▶ Exercise directions
Your task is to reproduce, exactly and only, the lines running from the line containing "up (default 5)." to the end of the data below, both included.

▶ The input

//! Protocol tunables. Deserializable so hosts can embed them in their own config file.

use std::time::Duration;

use serde::Deserialize;

use crate::delivery::{RetryPolicy, DEFAULT_MAX_RETRIES, DEFAULT_RETRY_INTERVAL};
use crate::session::DEFAULT_PEER_TTL;
use crate::transfer::DEFAULT_CHUNK_SIZE;

#[derive(Debug, Clone, PartialEq, Eq, Deserialize)]
#[serde(deny_unknown_fields, default)]
pub struct ProtocolConfig {
    /// Heartbeat ticks a silent peer survives (default 5).
    pub peer_ttl: u8,
    /// Delay between retransmissions of an unacknowledged packet (default 1000 ms).
    pub retry_interval_ms: u64,
    /// Retransmissions before a delivery is given up (default 5).
    pub max_retries: u32,
    /// Largest file chunk in bytes (default 64000).
    pub chunk_size: usize,
}

impl Default for ProtocolConfig {
    fn default() -> Self {
        Self {
            peer_ttl: DEFAULT_PEER_TTL,
            retry_interval_ms: DEFAULT_RETRY_INTERVAL.as_millis() as u64,
            max_retries: DEFAULT_MAX_RETRIES,
            chunk_size: DEFAULT_CHUNK_SIZE,
        }
    }
}

impl ProtocolConfig {
    pub fn retry_policy(&self) -> RetryPolicy {
        RetryPolicy {
            interval: Duration::from_millis(self.retry_interval_ms),
            max_retries: self.max_retries,
        }
    }
}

▶ Exercise response
    /// Retransmissions before a delivery is given up (default 5).
    pub max_retries: u32,
    /// Largest file chunk in bytes (default 64000).
    pub chunk_size: usize,
}

impl Default for ProtocolConfig {
    fn default() -> Self {
        Self {
            peer_ttl: DEFAULT_PEER_TTL,
            retry_interval_ms: DEFAULT_RETRY_INTERVAL.as_millis() as u64,
            max_retries: DEFAULT_MAX_RETRIES,
            chunk_size: DEFAULT_CHUNK_SIZE,
        }
    }
}

impl ProtocolConfig {
    pub fn retry_policy(&self) -> RetryPolicy {
        RetryPolicy {
            interval: Duration::from_millis(self.retry_interval_ms),
            max_retries: self.max_retries,
        }
    }
}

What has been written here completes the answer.